The ItemStore class is built to interact with interfaces for each of these resources, using a single IStorageLocator interface to get instances of those resource interfaces. The class (and application) was driven by the small set of unit tests that helped me define how i wanted the process to work and interact with the resources above.

Configurations

With all of the pieces defined, we use a pair of configurations to tell Azure how we want to deploy everything.

The first configuration defines the services we intend to package and deploy as well as the instance size and any endpoints:

<ServiceDefinition name="CloudFileProcessorService" xmlns="http://schemas.microsoft.com/ServiceHosting/2008/10/ServiceDefinition">
  <WebRole name="Processor_WebRole" vmsize="Small">
    <Sites>
      <Site name="Web">
        <Bindings>
          <Binding name="Endpoint1" endpointName="Endpoint1" />
        </Bindings>
      </Site>
    </Sites>
    <Endpoints>
      <InputEndpoint name="Endpoint1" protocol="http" port="80" />
    </Endpoints>
    <Imports>
      <Import moduleName="Diagnostics" />
    </Imports>
  </WebRole>
  <WorkerRole name="Processor_WorkerRole" vmsize="Small">
    <Imports>
      <Import moduleName="Diagnostics" />
    </Imports>
  </WorkerRole>
</ServiceDefinition>

The second configuration is applied when we deploy the instances above and tells Azure that I want to deploy 1 Processor_WebRole instance and 2 Processor_WorkerRole instances:

<ServiceConfiguration serviceName="CloudFileProcessorService" xmlns="http://schemas.microsoft.com/ServiceHosting/2008/10/ServiceConfiguration" osFamily="1" osVersion="*">
  <Role name="Processor_WebRole">
    <Instances count="1" />
    <ConfigurationSettings>
      <Setting name="Microsoft.WindowsAzure.Plugins.Diagnostics.ConnectionString" value="UseDevelopmentStorage=true" />
    </ConfigurationSettings>
  </Role>
  <Role name="Processor_WorkerRole">
    <Instances count="2" />
    <ConfigurationSettings>
      <Setting name="Microsoft.WindowsAzure.Plugins.Diagnostics.ConnectionString" value="UseDevelopmentStorage=true" />
    </ConfigurationSettings>
  </Role>
</ServiceConfiguration>

Note that I’m telling it to use the local development storage, which is supported by a local storage emulator.
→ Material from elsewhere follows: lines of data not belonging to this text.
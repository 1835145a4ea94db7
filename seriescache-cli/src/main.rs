//! SeriesCache CLI - Command-line interface
//!
//! Drives a windowed series cache against a synthetic data source and
//! inspects loader configuration files.

mod commands;
mod error;

use std::path::PathBuf;
use std::process;

use clap::{Parser, Subcommand};
use seriescache::logging::{init_logging, LogConfig, DEFAULT_LOG_LEVEL};

use commands::config::ConfigCommands;
use commands::simulate::SimulateArgs;
use error::CliError;

#[derive(Parser)]
#[command(name = "seriescache")]
#[command(version, about = "Windowed series cache simulator", long_about = None)]
struct Cli {
    /// Loader configuration file (INI, [loader] section)
    #[arg(long, global = true)]
    config: Option<PathBuf>,

    /// Log filter directive (overridden by RUST_LOG)
    #[arg(long, global = true, default_value = DEFAULT_LOG_LEVEL)]
    log_level: String,

    /// Also write logs to this file
    #[arg(long, global = true)]
    log_file: Option<PathBuf>,

    #[command(subcommand)]
    command: Commands,
}

#[derive(Subcommand)]
enum Commands {
    /// Scroll a chart window over a synthetic candle series
    Simulate {
        /// Sample spacing in ticks
        #[arg(long, default_value = "60")]
        resolution: i64,

        /// Current moment; nothing exists after it
        #[arg(long, default_value = "1000000")]
        now: i64,

        /// How far before "now" the series begins
        #[arg(long, default_value = "100000")]
        history: i64,

        /// Visible window width in ticks
        #[arg(long, default_value = "6000")]
        width: i64,

        /// Distance the window moves back each frame
        #[arg(long, default_value = "600")]
        step: i64,

        /// Number of frames to render
        #[arg(long, default_value = "200")]
        frames: usize,

        /// Base fetch latency in milliseconds
        #[arg(long, default_value = "20")]
        latency_ms: u64,

        /// Cancel loads that take longer than this (milliseconds)
        #[arg(long)]
        deadline_ms: Option<u64>,

        /// Seed for the synthetic series
        #[arg(long, default_value = "1")]
        seed: u64,

        /// Also maintain a derived midpoint series
        #[arg(long)]
        derived: bool,

        /// Print the summary as JSON
        #[arg(long)]
        json: bool,
    },

    /// Inspect loader configuration
    Config {
        #[command(subcommand)]
        command: ConfigCommands,
    },
}

fn main() {
    let cli = Cli::parse();

    if let Err(e) = run(cli) {
        eprintln!("Error: {}", e);
        process::exit(1);
    }
}

fn run(cli: Cli) -> Result<(), CliError> {
    let mut log_config = LogConfig::default().with_level(cli.log_level);
    if let Some(path) = cli.log_file {
        log_config = log_config.with_file(path);
    }
    let _log_guard = init_logging(&log_config)?;

    match cli.command {
        Commands::Simulate {
            resolution,
            now,
            history,
            width,
            step,
            frames,
            latency_ms,
            deadline_ms,
            seed,
            derived,
            json,
        } => {
            if resolution <= 0 || width < 0 || step <= 0 {
                return Err(CliError::Config(
                    "resolution and step must be positive, width non-negative".to_string(),
                ));
            }
            let config = commands::config::load(cli.config.as_deref())?;
            let args = SimulateArgs {
                resolution,
                now,
                history,
                width,
                step,
                frames,
                latency_ms,
                deadline_ms,
                seed,
                derived,
                json,
            };
            commands::simulate::run(args, config)
        }
        Commands::Config { command } => commands::config::run(command, cli.config.as_deref()),
    }
}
In a production configuration I would enter the service location and a generated token.

So Where’s the Magic?

So where’s the magic that makes this a distribute application instead of 3 days of overtime? It’s sprinkled throughout the system.
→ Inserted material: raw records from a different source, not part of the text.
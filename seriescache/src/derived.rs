//! Series computed from another cached series.
//!
//! A [`DerivedCache`] never fetches anything itself. It reads from a shared
//! source [`WindowedLoader`], runs a [`Projection`] over the source items it
//! has not seen yet, and keeps the projected items in a private unchecked
//! [`RangeCache`] so that expensive projections run once per span.
//!
//! ```text
//!   renderer ──get_items──► DerivedCache ──get_items──► WindowedLoader<S>
//!                               │                             │
//!                    RangeCache<D> (private)         RangeCache<S> + fetcher
//! ```
//!
//! When the source reports a miss the derived cache reports a miss too; the
//! caller loads through [`DerivedCache::load_items`] (which delegates to the
//! source) and queries again.

use std::sync::Arc;

use parking_lot::Mutex;
use tracing::debug;

use crate::cache::{ChunkPolicy, Match, RangeCache};
use crate::error::CacheError;
use crate::loader::{items_from, LoadReport, LoaderError, Lookup, WindowedLoader};
use crate::moment::Moment;
use crate::range::Range;
use crate::series::Sample;

type Span<M> = <M as Moment>::Span;

/// Turns a run of source items into derived items.
///
/// Called with the source items of one uncached span at a time. Every
/// returned item must lie within that span.
pub trait Projection<S, D>: Send + Sync {
    fn project(&self, items: &[S]) -> Vec<D>;
}

impl<S, D, F> Projection<S, D> for F
where
    F: Fn(&[S]) -> Vec<D> + Send + Sync,
{
    fn project(&self, items: &[S]) -> Vec<D> {
        self(items)
    }
}

struct DerivedState<D: Sample> {
    cache: RangeCache<D>,
    /// Source generation the cached projections were computed from.
    generation: u64,
}

/// Cache of items projected from a source loader.
pub struct DerivedCache<S: Sample, D: Sample<Moment = S::Moment>> {
    source: Arc<WindowedLoader<S>>,
    projection: Box<dyn Projection<S, D>>,
    state: Mutex<DerivedState<D>>,
    forward_lifecycle: bool,
}

impl<S, D> DerivedCache<S, D>
where
    S: Sample,
    D: Sample<Moment = S::Moment>,
{
    /// Create a derived cache over `source`.
    pub fn new(
        source: Arc<WindowedLoader<S>>,
        projection: impl Projection<S, D> + 'static,
    ) -> Result<Self, CacheError<S::Moment>> {
        let cache = RangeCache::new(source.resolution(), ChunkPolicy::Unchecked)?;
        let generation = source.generation();
        Ok(Self {
            source,
            projection: Box::new(projection),
            state: Mutex::new(DerivedState { cache, generation }),
            forward_lifecycle: false,
        })
    }

    /// Also apply `set_resolution`/`clear` to the source loader.
    pub fn with_forward_lifecycle(mut self, forward: bool) -> Self {
        self.forward_lifecycle = forward;
        self
    }

    pub fn source(&self) -> &Arc<WindowedLoader<S>> {
        &self.source
    }

    pub fn forwards_lifecycle(&self) -> bool {
        self.forward_lifecycle
    }

    /// Follow the source's resolution and generation, clearing on change.
    fn sync_with_source(&self, state: &mut DerivedState<D>) -> Result<(), CacheError<S::Moment>> {
        let resolution = self.source.resolution();
        if state.cache.set_resolution(resolution)? {
            debug!(?resolution, "Derived cache followed source resolution");
        }
        let generation = self.source.generation();
        if state.generation != generation {
            state.cache.clear();
            state.generation = generation;
            debug!(generation, "Source was reset, derived items dropped");
        }
        Ok(())
    }

    /// Synchronous window query, same contract as [`WindowedLoader::get_items`].
    pub fn get_items(
        &self,
        start: S::Moment,
        end: S::Moment,
    ) -> Result<Lookup<D>, CacheError<S::Moment>> {
        let requested = Range::new(start, end)?;
        let mut state = self.state.lock();
        self.sync_with_source(&mut state)?;
        let cache = &mut state.cache;

        // Chunks stay on the grid; only the returned slice honours `start`
        let span = requested.snap(cache.resolution());
        if cache.has_data(&span) {
            return Ok(Lookup::found(items_from(cache.get_data(&span), start)));
        }

        let source = self.source.get_items(span.start(), span.end())?;
        if !source.found {
            return Ok(Lookup::missing());
        }
        let Some(coverage) = self.source.coverage() else {
            // Source knows the span is empty
            return Ok(Lookup::found(Vec::new()));
        };
        let Some(covered) = coverage.intersection(&span) else {
            return Ok(Lookup::found(Vec::new()));
        };
        cache.retain_within(&coverage);

        for gap in cache.get_empty_ranges(&covered) {
            let lo = source.items.partition_point(|item| item.moment() < gap.start());
            let hi = source.items.partition_point(|item| item.moment() <= gap.end());
            let projected = self.projection.project(&source.items[lo..hi]);
            debug!(
                %gap,
                source_items = hi - lo,
                derived_items = projected.len(),
                "Projected gap"
            );
            cache.add_data(gap, projected)?;
        }

        Ok(Lookup::found(items_from(cache.get_data(&covered), start)))
    }

    /// Point lookup into derived items already computed.
    pub fn get_item(&self, moment: S::Moment, policy: Match) -> Option<D> {
        self.state.lock().cache.get_item(moment, policy).cloned()
    }

    /// Load the source around `[start, end]`.
    pub async fn load_items(
        &self,
        start: S::Moment,
        end: S::Moment,
    ) -> Result<LoadReport<S::Moment>, LoaderError<S::Moment>> {
        self.source.load_items(start, end).await
    }

    pub fn is_loading(&self) -> bool {
        self.source.is_loading()
    }

    /// Extent of the source's cached chunks.
    pub fn bounds(&self) -> Range<S::Moment> {
        self.source.bounds()
    }

    /// Change resolution. The source only changes when lifecycle forwarding
    /// is enabled; otherwise the derived cache keeps following the source.
    pub fn set_resolution(&self, resolution: Span<S::Moment>) -> Result<bool, CacheError<S::Moment>> {
        let mut state = self.state.lock();
        if self.forward_lifecycle {
            self.source.set_resolution(resolution)?;
        }
        let previous = state.cache.resolution();
        self.sync_with_source(&mut state)?;
        Ok(state.cache.resolution() != previous)
    }

    /// Drop derived items (and source data when forwarding).
    pub fn clear(&self) {
        if self.forward_lifecycle {
            self.source.clear();
        }
        let mut state = self.state.lock();
        state.cache.clear();
        state.generation = self.source.generation();
    }
}
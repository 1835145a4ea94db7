//! Confirmed-empty zone tracking.
//!
//! A fetch that returns nothing is information: the loader must remember it
//! so that scrolling over the same empty stretch does not re-fetch it every
//! render tick. `BoundsTracker` keeps three zones:
//!
//! ```text
//!   empty_before          known data                empty_after
//! ◄──────────────┤ · · · · · · · · · · · · · ├──────────────────►
//!                end                          start (anchored at "now")
//!
//!   active: union of windows proven empty while no data has been seen
//! ```
//!
//! The tracker starts in a default state relative to a reference moment
//! (normally the clock's "now"): nothing attempted, and nothing after now.

use crate::moment::Moment;
use crate::range::Range;

/// Tracks which parts of the axis are known to hold no data.
#[derive(Debug, Clone, PartialEq, Eq)]
pub struct BoundsTracker<M> {
    empty_before: Option<Range<M>>,
    active: Range<M>,
    empty_after: Range<M>,
}

impl<M: Moment> BoundsTracker<M> {
    /// Create a tracker in the default state anchored at `now`.
    pub fn new(now: M) -> Self {
        Self {
            empty_before: None,
            active: Range::point(now),
            empty_after: Range::point(now),
        }
    }

    /// Forget everything and re-anchor at `now`.
    pub fn reset(&mut self, now: M) {
        *self = Self::new(now);
    }

    /// Whether nothing has been attempted since the last reset.
    pub fn is_default(&self) -> bool {
        self.active.is_degenerate()
    }

    /// Zone before the earliest known sample, once established.
    pub fn empty_before(&self) -> Option<Range<M>> {
        self.empty_before
    }

    /// Union of windows proven empty while the cache held no data.
    pub fn active(&self) -> Range<M> {
        self.active
    }

    /// Zone after the latest possible sample.
    pub fn empty_after(&self) -> Range<M> {
        self.empty_after
    }

    /// Lowest and highest moments a query may expand to.
    pub fn bounds(&self) -> (Option<M>, M) {
        (self.empty_before.map(|zone| zone.end()), self.empty_after.start())
    }

    /// Expand `[start, end]` by `(end - start) * factor` on each side, clamped
    /// so it never reaches into a confirmed-empty zone.
    ///
    /// The result may be inverted (`min > max`) when the query lies entirely
    /// inside an empty zone.
    pub fn get_bounds(&self, start: M, end: M, factor: f64) -> (M, M) {
        let pad = M::scale(start.span_to(end), factor);
        let (lower, upper) = self.bounds();

        let mut min = start.retreat(pad);
        if let Some(lower) = lower {
            min = min.max(lower);
        }
        let max = end.advance(pad).min(upper);
        (min, max)
    }

    /// Whether `[from, to]` is known to hold no data.
    pub fn contains(&self, from: M, to: M) -> bool {
        let span = Range::ordered(from, to);

        if !self.active.is_degenerate() && self.active.contains(&span) {
            return true;
        }
        if span.start() > self.empty_after.start() {
            return true;
        }
        self.empty_before
            .is_some_and(|zone| span.end() < zone.end())
    }

    /// Record the extent of cached data (`start`/`end` are the first and last
    /// sample moments). Zones that turn out to hold data give way to it.
    pub fn extend_bounds(&mut self, start: M, end: M) {
        if let Some(zone) = self.empty_before {
            if start < zone.end() {
                self.empty_before = Some(Range::ordered(zone.start().min(start), start));
            }
        }
        if end > self.empty_after.start() {
            self.empty_after = Range::ordered(end, self.empty_after.end().max(end));
        }
    }

    /// Record that `[probe_start, data_start)` was fetched and came back empty
    /// ahead of the earliest sample.
    ///
    /// An existing zone that ends before `probe_start` is kept as is: the
    /// stretch between the two was never fetched.
    pub fn mark_empty_before(&mut self, probe_start: M, data_start: M) {
        let probe_start = match self.empty_before {
            Some(zone) if zone.end() < probe_start => return,
            Some(zone) => zone.start().min(probe_start),
            None => probe_start,
        };
        self.empty_before = Some(Range::ordered(probe_start, data_start));
    }

    /// Record that `[start, end]` was fetched and came back empty while no
    /// data has been seen at all.
    pub fn shrink_bounds(&mut self, start: M, end: M) {
        let window = Range::ordered(start, end);

        self.active = if !self.active.is_degenerate() && self.active.intersects(&window) {
            self.active.hull(&window)
        } else {
            window
        };

        // A window running into the future zone pulls it earlier
        if window.end() >= self.empty_after.start() && window.start() < self.empty_after.start() {
            self.empty_after = Range::ordered(window.start(), self.empty_after.end());
        }
    }

    /// Move the "now" anchor forward. Anything proven empty after the old
    /// anchor may have received data since, so the after-zone restarts at `now`.
    pub fn advance(&mut self, now: M) {
        if now > self.empty_after.end() {
            self.empty_after = Range::point(now);
        }
    }
}

#[cfg(test)]
mod tests {
    use super::*;

    const NOW: i64 = 1_000;

    #[test]
    fn test_default_state() {
        let tracker = BoundsTracker::new(NOW);
        assert!(tracker.is_default());
        assert_eq!(tracker.bounds(), (None, NOW));
        assert_eq!(tracker.active(), Range::point(NOW));
        assert!(!tracker.contains(100, 200));
    }

    #[test]
    fn test_get_bounds_pads_by_factor() {
        let tracker = BoundsTracker::new(NOW);
        assert_eq!(tracker.get_bounds(100, 200, 0.5), (50, 250));
        assert_eq!(tracker.get_bounds(100, 200, 0.0), (100, 200));
    }

    #[test]
    fn test_get_bounds_never_reaches_past_now() {
        let tracker = BoundsTracker::new(NOW);
        assert_eq!(tracker.get_bounds(900, 1_000, 1.0), (800, NOW));

        // Entirely in the future: inverted result
        let (min, max) = tracker.get_bounds(2_000, 2_100, 0.0);
        assert!(min > max);
        assert!(tracker.contains(2_000, 2_100));
    }

    #[test]
    fn test_shrink_bounds_memoizes_empty_windows() {
        let mut tracker = BoundsTracker::new(NOW);
        tracker.shrink_bounds(100, 200);

        assert!(!tracker.is_default());
        assert!(tracker.contains(120, 180));
        assert!(!tracker.contains(150, 250));

        // Overlapping window grows the zone
        tracker.shrink_bounds(180, 300);
        assert_eq!(tracker.active(), Range::new(100, 300).unwrap());
        assert!(tracker.contains(150, 250));

        // Disjoint window replaces it
        tracker.shrink_bounds(500, 600);
        assert_eq!(tracker.active(), Range::new(500, 600).unwrap());
    }

    #[test]
    fn test_shrink_bounds_touching_now_pulls_empty_after_earlier() {
        let mut tracker = BoundsTracker::new(NOW);
        tracker.shrink_bounds(800, NOW);

        assert_eq!(tracker.empty_after().start(), 800);
        assert_eq!(tracker.get_bounds(700, 900, 0.0), (700, 800));
    }

    #[test]
    fn test_empty_before_clamps_expansion() {
        let mut tracker = BoundsTracker::new(NOW);
        tracker.mark_empty_before(0, 300);

        assert_eq!(tracker.get_bounds(250, 400, 1.0), (300, 550));
        assert!(tracker.contains(100, 200));
        assert!(!tracker.contains(100, 350));
    }

    #[test]
    fn test_extend_bounds_yields_to_data() {
        let mut tracker = BoundsTracker::new(NOW);
        tracker.mark_empty_before(0, 300);

        tracker.extend_bounds(200, 1_200);

        assert_eq!(tracker.empty_before(), Some(Range::new(0, 200).unwrap()));
        assert_eq!(tracker.empty_after(), Range::new(1_200, 1_200).unwrap());
    }

    #[test]
    fn test_mark_empty_before_never_bridges_unfetched_gap() {
        let mut tracker = BoundsTracker::new(NOW);
        tracker.mark_empty_before(0, 300);

        // Touching zones merge
        tracker.mark_empty_before(250, 300);
        assert_eq!(tracker.empty_before(), Some(Range::new(0, 300).unwrap()));

        // [300, 500) was never proven empty
        tracker.mark_empty_before(500, 600);
        assert_eq!(tracker.empty_before(), Some(Range::new(0, 300).unwrap()));
        assert!(!tracker.contains(400, 450));
    }

    #[test]
    fn test_advance_and_reset() {
        let mut tracker = BoundsTracker::new(NOW);
        tracker.shrink_bounds(900, NOW);
        tracker.advance(1_500);
        assert_eq!(tracker.empty_after(), Range::point(1_500));

        // Moving backwards is ignored
        tracker.advance(1_400);
        assert_eq!(tracker.empty_after(), Range::point(1_500));

        tracker.reset(2_000);
        assert!(tracker.is_default());
        assert_eq!(tracker.bounds(), (None, 2_000));
    }
}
The architecture of this system would work just as well outside of Azure, provided I offered it stand-ins for the 3 storage resources and deployed the instances and any necessary settings accordingly. Instead of worrying about how to manage deployments and what to use for centralized queueing and storage, I can focus on building an application that simply assumes those resources are available. Is there headroom for performance improvements? Sure, but I can also choose to throw another $15/month server at it, push data to CDNs and blob storage, add caching, or even a SQL Azure instance.
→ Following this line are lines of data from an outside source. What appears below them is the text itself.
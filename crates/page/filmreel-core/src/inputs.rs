//! Input contracts for the page controller.
//!
//! Adapters queue one [`PageEvent`] per host callback (scroll, resize,
//! image load, intersection) and hand the batch to
//! `PageController::update()` on the next animation-frame tick.

use serde::{Deserialize, Serialize};

use crate::geometry::{SectionBox, Size};
use crate::ids::SectionId;

#[derive(Clone, Debug, Serialize, Deserialize, Default)]
pub struct Inputs {
    /// Events in the order the host observed them.
    #[serde(default)]
    pub events: Vec<PageEvent>,
}

impl Inputs {
    pub fn new(events: Vec<PageEvent>) -> Self {
        Self { events }
    }
}

/// Layer speeds read from the hero section at scroll time.
#[derive(Clone, Debug, Default, PartialEq, Serialize, Deserialize)]
pub struct HeroSnapshot {
    /// One entry per layer; `None` where the speed attribute is missing or unusable.
    #[serde(default)]
    pub layer_speeds: Vec<Option<f32>>,
}

#[derive(Clone, Debug, PartialEq, Serialize, Deserialize)]
pub enum PageEvent {
    Scroll {
        scroll_y: f64,
        window_height: f64,
        /// `None` when the hero section is absent from the page.
        #[serde(default)]
        hero: Option<HeroSnapshot>,
        /// Current box of the animation section, if it exists.
        #[serde(default)]
        section: Option<SectionBox>,
    },
    Resize {
        canvas: Size,
    },
    FrameLoaded {
        index: usize,
        width: f64,
        height: f64,
    },
    FrameFailed {
        index: usize,
    },
    Intersection {
        section: SectionId,
        intersecting: bool,
        ratio: f32,
        /// Visible height over viewport height. Lets sections taller than
        /// the viewport reveal even though their own ratio stays small.
        #[serde(default)]
        viewport_coverage: Option<f32>,
    },
}
//! Count-up tween for numeric stats.

/// Counts from 0 to `target` in fixed increments, one per animation frame.
///
/// The increment is sized so a nominal `tick_ms` frame rate finishes in
/// `duration_ms`; slower hosts simply take longer.
#[derive(Clone, Debug, PartialEq)]
pub struct CounterTween {
    target: u32,
    increment: f64,
    current: f64,
    suffix: String,
    display: Option<String>,
    done: bool,
}

impl CounterTween {
    pub fn new(target: u32, duration_ms: f64, tick_ms: f64, suffix: &str) -> Self {
        let steps = (duration_ms / tick_ms).max(1.0);
        Self {
            target,
            increment: target as f64 / steps,
            current: 0.0,
            suffix: suffix.to_string(),
            display: None,
            done: false,
        }
    }

    /// Advance one frame. Returns the new text only when it changed.
    pub fn step(&mut self) -> Option<String> {
        if self.done {
            return None;
        }
        self.current += self.increment;
        let text = if self.current < self.target as f64 {
            format!("{}{}", self.current.ceil() as u64, self.suffix)
        } else {
            self.done = true;
            format!("{}{}", self.target, self.suffix)
        };
        if self.display.as_deref() == Some(text.as_str()) {
            return None;
        }
        self.display = Some(text.clone());
        Some(text)
    }

    pub fn is_done(&self) -> bool {
        self.done
    }

    pub fn display(&self) -> Option<&str> {
        self.display.as_deref()
    }

    pub fn target(&self) -> u32 {
        self.target
    }
}

#[cfg(test)]
mod tests {
    use super::*;

    #[test]
    fn zero_target_finishes_immediately() {
        let mut c = CounterTween::new(0, 2000.0, 16.0, "+");
        assert_eq!(c.step().as_deref(), Some("0+"));
        assert!(c.is_done());
        assert_eq!(c.step(), None);
    }

    #[test]
    fn large_target_takes_nominal_steps() {
        let mut c = CounterTween::new(1250, 2000.0, 16.0, "+");
        let mut frames = 0;
        while !c.is_done() {
            c.step();
            frames += 1;
            assert!(frames <= 130);
        }
        assert!(frames >= 125);
        assert_eq!(c.display(), Some("1250+"));
    }
}
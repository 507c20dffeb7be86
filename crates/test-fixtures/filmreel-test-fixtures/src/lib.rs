use std::collections::HashMap;
use std::fs;
use std::path::{Path, PathBuf};

use anyhow::{anyhow, Context, Result};
use once_cell::sync::Lazy;
use serde::de::DeserializeOwned;
use serde::Deserialize;

static MANIFEST: Lazy<Manifest> = Lazy::new(|| {
    let raw = include_str!("../../../../fixtures/manifest.json");
    serde_json::from_str(raw).expect("fixtures manifest should parse")
});

#[derive(Debug, Deserialize)]
struct Manifest {
    pages: HashMap<String, String>,
    scenarios: HashMap<String, String>,
}

/// The two fixture families listed in the manifest.
#[derive(Clone, Copy, Debug)]
enum Kind {
    Page,
    Scenario,
}

impl Kind {
    fn entries(self) -> &'static HashMap<String, String> {
        match self {
            Kind::Page => &MANIFEST.pages,
            Kind::Scenario => &MANIFEST.scenarios,
        }
    }

    fn names(self) -> Vec<String> {
        let mut names: Vec<String> = self.entries().keys().cloned().collect();
        names.sort();
        names
    }

    /// Absolute path of a named fixture under the workspace `fixtures/` dir.
    fn path(self, name: &str) -> Result<PathBuf> {
        let rel = self
            .entries()
            .get(name)
            .ok_or_else(|| anyhow!("no {self:?} fixture named '{name}' in manifest.json"))?;
        Ok(Path::new(env!("CARGO_MANIFEST_DIR"))
            .join("../../../fixtures")
            .join(rel))
    }

    fn text(self, name: &str) -> Result<String> {
        let path = self.path(name)?;
        fs::read_to_string(&path)
            .with_context(|| format!("reading {self:?} fixture {}", path.display()))
    }

    fn parse<T: DeserializeOwned>(self, name: &str) -> Result<T> {
        let text = self.text(name)?;
        serde_json::from_str(&text).with_context(|| format!("parsing {self:?} fixture '{name}'"))
    }
}

/// Page configurations (`Config` JSON documents).
pub mod pages {
    use super::*;

    pub fn keys() -> Vec<String> {
        Kind::Page.names()
    }

    pub fn json(name: &str) -> Result<String> {
        Kind::Page.text(name)
    }

    pub fn load<T: DeserializeOwned>(name: &str) -> Result<T> {
        Kind::Page.parse(name)
    }
}

/// Scroll / load scenarios replayed by integration tests.
pub mod scenarios {
    use super::*;

    pub fn keys() -> Vec<String> {
        Kind::Scenario.names()
    }

    pub fn json(name: &str) -> Result<String> {
        Kind::Scenario.text(name)
    }

    pub fn load<T: DeserializeOwned>(name: &str) -> Result<T> {
        Kind::Scenario.parse(name)
    }

    pub fn path(name: &str) -> Result<PathBuf> {
        Kind::Scenario.path(name)
    }
}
This application may be fairly basic, but nothing stops us from following this same pattern for much larger applications. PaaS has removed some of the constraints we take for granted. Even applications that have to run in-house in order to standardize against a database can now consider uploading a subset of that lookup data to a table store, performing most of the heavy lifting in the cloud, then produce a few files to import back into the on-premise system. The total execution time would be longer, but being able to scale part of the job across numerous parallel instances means the actual elapsed time can actually be much shorter.

And it means when we have a 60 hour task that’s due in 24, it’s no longer an impossible situation.

The source code is available on github along with requirements and links for setting up the emulators locally.